Now, the Division has re-opened an investigation into whether Archegos’ banks also may have violated the antitrust laws. In March 2021, after learning of Archegos’ impending collapse, Archegos’ creditors allegedly discussed a managed sale of the Archegos stocks, purportedly to allow for a slower unwinding that would mitigate losses and avoid a massive price collapse. Not every bank appears to have signed on, but at least three appear to have reached a formal agreement to manage their own sales.
Details on the Division’s probe remain scant, but the probe underscores a broad understanding and application of its enforcement mandate.
Key Point: Singapore’s new Chief Executive of the Competition and Consumer Commission of Singapore is promising greater scrutiny of certain sectors and expanded market studies.
On September 5, 2024, Alvin Koh, the new Chief Executive of the Competition and Consumer Commission of Singapore (CCCS), spoke with reporters about the CCCS’s heightened enforcement efforts. During the pandemic, the CCCS largely focused on merger notifications and other pandemic-specific responses. More recently, however, the CCCS has reprioritized investigations and market surveys.
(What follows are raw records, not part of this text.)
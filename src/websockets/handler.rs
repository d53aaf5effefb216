use async_trait::async_trait;
use axum::{
    extract::{State, WebSocketUpgrade},
    response::Response,
};
use serde::de::DeserializeOwned;
use std::sync::Arc;
use tokio::sync::mpsc;
use tracing::{debug, info, warn};
use uuid::Uuid;

use crate::room::RoomService;
use crate::shared::{AppState, GameError};
use crate::websockets::gateway::BroadcastGateway;
use crate::websockets::messages::{
    CreateRoomPayload, JoinRoomPayload, MessageType, MrWhiteGuessPayload, SubmitCluePayload,
    SubmitVotePayload, UpdateSettingsPayload, WebSocketMessage,
};

use super::socket::{Connection, MessageHandler};

/// Routes parsed client commands into the room service. Failures go back to
/// the initiator as ERROR frames; room state is untouched by a failed
/// command, so nobody else hears about it.
pub struct CommandDispatcher {
    room_service: Arc<RoomService>,
    gateway: Arc<dyn BroadcastGateway>,
}

impl CommandDispatcher {
    pub fn new(room_service: Arc<RoomService>, gateway: Arc<dyn BroadcastGateway>) -> Self {
        Self {
            room_service,
            gateway,
        }
    }

    async fn dispatch(&self, player_id: &str, message: WebSocketMessage) -> Result<(), String> {
        match message.message_type {
            MessageType::CreateRoom => {
                let p: CreateRoomPayload = parse(message.payload)?;
                self.room_service
                    .create_room(player_id, &p.name)
                    .await
                    .map(|_| ())
                    .map_err(game_error)
            }
            MessageType::JoinRoom => {
                let p: JoinRoomPayload = parse(message.payload)?;
                self.room_service
                    .join_room(player_id, &p.room_code, &p.name)
                    .await
                    .map_err(game_error)
            }
            MessageType::LeaveRoom => self
                .room_service
                .leave_room(player_id)
                .await
                .map_err(game_error),
            MessageType::UpdateSettings => {
                let p: UpdateSettingsPayload = parse(message.payload)?;
                self.room_service
                    .update_settings(player_id, p.undercover_count)
                    .await
                    .map_err(game_error)
            }
            MessageType::StartGame => self
                .room_service
                .start_game(player_id)
                .await
                .map_err(game_error),
            MessageType::SubmitClue => {
                let p: SubmitCluePayload = parse(message.payload)?;
                self.room_service
                    .submit_clue(player_id, &p.clue)
                    .await
                    .map_err(game_error)
            }
            MessageType::SubmitVote => {
                let p: SubmitVotePayload = parse(message.payload)?;
                self.room_service
                    .submit_vote(player_id, &p.target_id)
                    .await
                    .map_err(game_error)
            }
            MessageType::MrWhiteGuess => {
                let p: MrWhiteGuessPayload = parse(message.payload)?;
                self.room_service
                    .mr_white_guess(player_id, &p.guess)
                    .await
                    .map_err(game_error)
            }
            MessageType::PlayAgain => self
                .room_service
                .play_again(player_id)
                .await
                .map_err(game_error),
            other => {
                debug!(message_type = ?other, "Ignoring server-to-client message type from client");
                Ok(())
            }
        }
    }
}

fn parse<T: DeserializeOwned>(payload: serde_json::Value) -> Result<T, String> {
    serde_json::from_value(payload).map_err(|e| format!("Invalid payload: {e}"))
}

fn game_error(e: GameError) -> String {
    e.to_string()
}

#[async_trait]
impl MessageHandler for CommandDispatcher {
    async fn handle_message(&self, player_id: &str, message: String) {
        debug!(player_id = %player_id, message = %message, "Received message");

        let parsed = match serde_json::from_str::<WebSocketMessage>(&message) {
            Ok(m) => m,
            Err(e) => {
                warn!(player_id = %player_id, error = %e, "Failed to parse WebSocket message");
                self.gateway
                    .send_error(player_id, "Malformed message")
                    .await;
                return;
            }
        };

        if let Err(reason) = self.dispatch(player_id, parsed).await {
            debug!(player_id = %player_id, reason = %reason, "Command rejected");
            self.gateway.send_error(player_id, &reason).await;
        }
    }
}

/// WebSocket endpoint. Identity is assigned server-side: every connection
/// gets a fresh UUID, announced in a CONNECTED frame before any command.
pub async fn websocket_handler(
    ws: WebSocketUpgrade,
    State(app_state): State<AppState>,
) -> Response {
    ws.on_upgrade(move |socket| handle_websocket_connection(socket, app_state))
}

/// Handle the upgraded WebSocket connection
async fn handle_websocket_connection(socket: axum::extract::ws::WebSocket, app_state: AppState) {
    let player_id = Uuid::new_v4().to_string();
    info!(player_id = %player_id, "WebSocket connection established");

    // Outbound channel (app -> client)
    let (outbound_sender, outbound_receiver) = mpsc::unbounded_channel::<String>();

    app_state
        .connection_manager
        .add_connection(player_id.clone(), outbound_sender.clone())
        .await;

    // Tell the client who it is before anything else happens.
    let connected = WebSocketMessage::connected(player_id.clone());
    if let Ok(json) = serde_json::to_string(&connected) {
        let _ = outbound_sender.send(json);
    }

    let message_handler = Arc::new(CommandDispatcher::new(
        app_state.room_service.clone(),
        app_state.gateway.clone(),
    ));

    let connection = Connection::new(
        player_id.clone(),
        Box::new(socket),
        outbound_receiver,
        message_handler,
    );

    match connection.run().await {
        Ok(()) => {
            info!(player_id = %player_id, "WebSocket connection closed cleanly");
        }
        Err(e) => {
            warn!(player_id = %player_id, error = ?e, "WebSocket connection error");
        }
    }

    // Cleanup: drop the sender registration, then treat the disconnect as a
    // leave so the room stays playable for everyone else.
    app_state
        .connection_manager
        .remove_connection(&player_id)
        .await;
    app_state.room_service.handle_disconnect(&player_id).await;

    info!(player_id = %player_id, "WebSocket disconnect handled");
}
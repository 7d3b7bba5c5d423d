//! Reading a record's fields and colours

use std::path::Path;

use super::{FieldRecord, FieldValue};
use crate::error::{BizsheetError, Result};
use crate::locator::{Anchor, locate};
use crate::reader::{Workbook, read_workbook};
use crate::schema::Schema;

/// Read every located field of the record at `anchor`
pub fn read_record(workbook: &Workbook, schema: &Schema, anchor: &Anchor) -> FieldRecord {
    let sheet = workbook.get_sheet(&anchor.sheet);
    let fields = schema
        .located_fields()
        .map(|(spec, offset)| {
            let value = match (sheet, anchor.row_at(offset)) {
                (Some(sheet), Some(row)) if sheet.in_bounds(row.into(), anchor.col.into()) => {
                    FieldValue {
                        value: Some(
                            sheet
                                .get_cell(row, anchor.col)
                                .map(|c| c.value.clone())
                                .unwrap_or_default(),
                        ),
                        color: workbook.color_at(&anchor.sheet, row, anchor.col),
                    }
                }
                _ => {
                    tracing::debug!(field = %spec.key, offset, "field outside sheet");
                    FieldValue::not_available()
                }
            };
            (spec.key.clone(), value)
        })
        .collect();

    FieldRecord {
        anchor: anchor.clone(),
        fields,
    }
}

/// Open a workbook and read the record for `identifier`, if present
pub fn lookup<P: AsRef<Path>>(
    path: P,
    schema: &Schema,
    identifier: &str,
) -> Result<Option<FieldRecord>> {
    let path = path.as_ref();
    let workbook = read_workbook(path).map_err(|e| BizsheetError::open(path, e))?;
    let record =
        locate(&workbook, identifier).map(|anchor| read_record(&workbook, schema, &anchor));
    tracing::info!(
        path = %path.display(),
        identifier,
        found = record.is_some(),
        "lookup finished"
    );
    Ok(record)
}

#[cfg(test)]
mod tests {
    use super::*;
    use crate::color::StatusColor;
    use crate::reader::{Cell, CellValue, Sheet};
    use crate::schema::{FieldKind, FieldSpec};

    fn schema() -> Schema {
        Schema {
            rating_field: None,
            name_field: None,
            region_field: None,
            fields: vec![
                FieldSpec::new("name", "상호", -1, FieldKind::Plain),
                FieldSpec::new("id", "사업자번호", 0, FieldKind::Plain),
                FieldSpec::new("rate", "비율", 2, FieldKind::Ratio),
                FieldSpec::new("far", "먼곳", 20, FieldKind::Plain),
            ],
            ..Schema::default()
        }
    }

    #[test]
    fn test_out_of_bounds_fields_are_not_available() {
        let mut sheet = Sheet::new("Seoul", "xl/worksheets/sheet1.xml");
        for (row, value) in [
            (9, CellValue::Text("Acme".into())),
            (10, CellValue::Text("123-45-67890".into())),
            (12, CellValue::Number(0.125)),
        ] {
            sheet.insert(Cell {
                row,
                col: 3,
                value,
                style: 0,
            });
        }
        let workbook = Workbook {
            sheets: vec![sheet],
            ..Default::default()
        };
        let anchor = locate(&workbook, "1234567890").unwrap();
        let record = read_record(&workbook, &schema(), &anchor);

        assert_eq!(record.text_of("name").as_deref(), Some("Acme"));
        assert_eq!(
            record.get("rate").unwrap().value,
            Some(CellValue::Number(0.125))
        );
        let far = record.get("far").unwrap();
        assert!(!far.is_available());
        assert_eq!(far.color, StatusColor::None);
        assert_eq!(far.color.hex(), "#FFFFFF");
    }
}
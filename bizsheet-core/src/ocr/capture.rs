//! Per-session capture state: the region drawn and the text captured per field

use std::collections::BTreeMap;

use super::{NOT_SET, OcrEvent, RegionRequest, Roi};
use crate::record::{FieldInput, UpdatePayload};
use crate::schema::{FieldKind, Schema};

use super::cleanup::{clean_biz_number, clean_number, clean_ratio};

#[derive(Debug, Clone, Default, PartialEq)]
pub struct FieldCapture {
    pub roi: Option<Roi>,
    pub text: String,
}

/// Mutable capture state for one document, keyed by field
#[derive(Debug, Clone, Default)]
pub struct CaptureState {
    order: Vec<String>,
    fields: BTreeMap<String, FieldCapture>,
}

impl CaptureState {
    /// One empty capture per schema field, in schema order
    pub fn for_schema(schema: &Schema) -> Self {
        let order: Vec<String> = schema.fields.iter().map(|f| f.key.clone()).collect();
        let fields = order
            .iter()
            .map(|k| (k.clone(), FieldCapture::default()))
            .collect();
        Self { order, fields }
    }

    pub fn get(&self, key: &str) -> Option<&FieldCapture> {
        self.fields.get(key)
    }

    /// Returns `false` for unknown fields
    pub fn set_roi(&mut self, key: &str, roi: Roi) -> bool {
        match self.fields.get_mut(key) {
            Some(capture) => {
                capture.roi = Some(roi);
                true
            }
            None => false,
        }
    }

    /// Returns `false` for unknown fields
    pub fn set_text(&mut self, key: &str, text: impl Into<String>) -> bool {
        match self.fields.get_mut(key) {
            Some(capture) => {
                capture.text = text.into();
                true
            }
            None => false,
        }
    }

    /// Record a recognition event
    pub fn apply(&mut self, event: &OcrEvent) {
        if let OcrEvent::Field { key, text } = event {
            self.set_text(key, text.clone());
        }
    }

    /// Regions to recognize, in field order
    pub fn regions(&self) -> Vec<RegionRequest> {
        self.order
            .iter()
            .map(|key| RegionRequest {
                key: key.clone(),
                roi: self.fields.get(key).and_then(|c| c.roi),
            })
            .collect()
    }

    /// Forget regions and texts
    pub fn reset(&mut self) {
        for capture in self.fields.values_mut() {
            *capture = FieldCapture::default();
        }
    }

    /// Captured texts as an update payload, cleaned per field kind.
    ///
    /// The anchor field (offset 0) only carries the extracted business number
    /// and is dropped when none is found. Placeholders for undrawn regions are
    /// dropped too.
    pub fn to_payload(&self, schema: &Schema, ruleset: Option<&str>) -> UpdatePayload {
        let mut payload = UpdatePayload::new();
        payload.ruleset = ruleset.map(str::to_string);
        for (key, capture) in &self.fields {
            let text = capture.text.trim();
            if text.is_empty() || text == NOT_SET {
                continue;
            }
            let Some(spec) = schema.field(key) else {
                continue;
            };
            let cleaned = match spec.kind {
                _ if spec.offset == Some(0) => clean_biz_number(text),
                FieldKind::Ratio => clean_ratio(text),
                FieldKind::ScaledAmount => clean_number(text),
                FieldKind::Plain => text.to_string(),
            };
            if cleaned.is_empty() {
                continue;
            }
            payload.values.insert(key.clone(), FieldInput::Text(cleaned));
        }
        payload
    }

    /// Business number from the identifier field, cleaned of OCR noise
    pub fn identifier(&self, key: &str) -> Option<String> {
        self.fields
            .get(key)
            .map(|c| clean_biz_number(&c.text))
            .filter(|s| !s.is_empty())
    }
}
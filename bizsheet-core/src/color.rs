//! Fill colours and the status-colour classification
//!
//! Status colours are a derived signal: green marks a value touched in the
//! current cycle, blue one touched in the previous cycle (or an expired
//! rating). Classification always goes through [`classify_fill`] so the rest
//! of the crate never compares raw colour definitions.

use serde::{Deserialize, Serialize};
use std::fmt;

/// Theme slot used for the "just updated" green (accent 3 in the default theme)
pub const THEME_GREEN: u32 = 6;
/// Theme slot used for the "previous cycle" blue (light 2 in the default theme)
pub const THEME_BLUE: u32 = 3;
/// Tint applied to both status theme colours
pub const STATUS_TINT: f64 = 0.7999816888943144;

pub const GREEN_HEX: &str = "#E2EFDA";
pub const BLUE_HEX: &str = "#DDEBF7";
pub const WHITE_HEX: &str = "#FFFFFF";

/// A colour reference as stored in `styles.xml`
#[derive(Debug, Clone, PartialEq)]
pub enum ColorRef {
    Theme { index: u32, tint: Option<f64> },
    Rgb(String),
    Indexed(u32),
    Auto,
}

impl ColorRef {
    pub fn theme(index: u32, tint: f64) -> Self {
        ColorRef::Theme {
            index,
            tint: Some(tint),
        }
    }

    pub fn rgb(argb: impl Into<String>) -> Self {
        ColorRef::Rgb(argb.into())
    }

    /// Attributes for the `<fgColor>`/`<color>` element
    pub fn xml_attributes(&self) -> Vec<(&'static str, String)> {
        match self {
            ColorRef::Theme { index, tint } => {
                let mut attrs = vec![("theme", index.to_string())];
                if let Some(t) = tint {
                    attrs.push(("tint", t.to_string()));
                }
                attrs
            }
            ColorRef::Rgb(argb) => vec![("rgb", argb.clone())],
            ColorRef::Indexed(idx) => vec![("indexed", idx.to_string())],
            ColorRef::Auto => vec![("auto", "1".to_string())],
        }
    }
}

/// Pattern fill of a cell format
#[derive(Debug, Clone, PartialEq, Default)]
pub struct Fill {
    /// `patternType` attribute; `None` when absent
    pub pattern: Option<String>,
    pub fg: Option<ColorRef>,
    pub bg: Option<ColorRef>,
}

impl Fill {
    /// A fill with no pattern at all
    pub fn none() -> Self {
        Fill {
            pattern: Some("none".to_string()),
            fg: None,
            bg: None,
        }
    }

    pub fn solid(fg: ColorRef) -> Self {
        Fill {
            pattern: Some("solid".to_string()),
            fg: Some(fg),
            bg: None,
        }
    }

    /// The "just updated" green
    pub fn status_green() -> Self {
        Fill::solid(ColorRef::theme(THEME_GREEN, STATUS_TINT))
    }

    /// The "updated last cycle" / "expired" blue
    pub fn status_blue() -> Self {
        Fill::solid(ColorRef::theme(THEME_BLUE, STATUS_TINT))
    }

    /// Whether the fill paints anything
    pub fn is_painted(&self) -> bool {
        match self.pattern.as_deref() {
            None | Some("none") => false,
            Some(_) => true,
        }
    }

    /// Serialize as a `<fill>` element
    pub fn to_xml(&self) -> String {
        let mut xml = String::from("<fill>");
        match &self.pattern {
            Some(p) => xml.push_str(&format!("<patternFill patternType=\"{}\"", p)),
            None => xml.push_str("<patternFill"),
        }
        if self.fg.is_none() && self.bg.is_none() {
            xml.push_str("/></fill>");
            return xml;
        }
        xml.push('>');
        if let Some(fg) = &self.fg {
            xml.push_str(&color_element("fgColor", fg));
        }
        if let Some(bg) = &self.bg {
            xml.push_str(&color_element("bgColor", bg));
        }
        xml.push_str("</patternFill></fill>");
        xml
    }
}

pub(crate) fn color_element(tag: &str, color: &ColorRef) -> String {
    let attrs: String = color
        .xml_attributes()
        .into_iter()
        .map(|(k, v)| format!(" {}=\"{}\"", k, v))
        .collect();
    format!("<{}{}/>", tag, attrs)
}

/// Closed classification of a cell's background
#[derive(Debug, Clone, PartialEq, Eq, Serialize, Deserialize)]
pub enum StatusColor {
    None,
    Green,
    Blue,
    Other(String),
}

impl StatusColor {
    /// Display hex for the operator-facing snapshot
    pub fn hex(&self) -> &str {
        match self {
            StatusColor::None => WHITE_HEX,
            StatusColor::Green => GREEN_HEX,
            StatusColor::Blue => BLUE_HEX,
            StatusColor::Other(hex) => hex,
        }
    }
}

impl fmt::Display for StatusColor {
    fn fmt(&self, f: &mut fmt::Formatter<'_>) -> fmt::Result {
        match self {
            StatusColor::None => write!(f, "none"),
            StatusColor::Green => write!(f, "green"),
            StatusColor::Blue => write!(f, "blue"),
            StatusColor::Other(hex) => write!(f, "{}", hex),
        }
    }
}

/// Classify a fill into the status palette.
///
/// Theme 6 is green and theme 3 is blue regardless of tint. Direct RGB values
/// drop a leading opaque `FF` alpha; transparent black (`00000000`) counts as
/// no colour. Indexed, automatic and unpainted fills are `None`.
pub fn classify_fill(fill: Option<&Fill>) -> StatusColor {
    let Some(fill) = fill else {
        return StatusColor::None;
    };
    if !fill.is_painted() {
        return StatusColor::None;
    }
    match &fill.fg {
        Some(ColorRef::Theme { index, .. }) if *index == THEME_GREEN => StatusColor::Green,
        Some(ColorRef::Theme { index, .. }) if *index == THEME_BLUE => StatusColor::Blue,
        Some(ColorRef::Rgb(argb)) => {
            let argb = argb.to_ascii_uppercase();
            let hex = if argb.len() == 8 && argb.starts_with("FF") {
                format!("#{}", &argb[2..])
            } else {
                format!("#{}", argb)
            };
            if hex == "#00000000" {
                StatusColor::None
            } else {
                StatusColor::Other(hex)
            }
        }
        _ => StatusColor::None,
    }
}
Koh intends for the CCCS to become a more streamlined organization that focuses its resources on areas such as aviation, digital markets, price transparency, and Singapore’s growing green energy market.
In fiscal year 2023, Koh explained that enforcement efforts increased steadily to include eight preliminary inquiries and six completed market surveys, triple those completed in fiscal year 2022. Since the start of the 2024 fiscal year, the CCCS has issued two infringement decisions based on bid rigging in the procurement industry and conducted broader market studies, including a joint market study with the Personal Data Protection Commission of the digital advertising space in Singapore.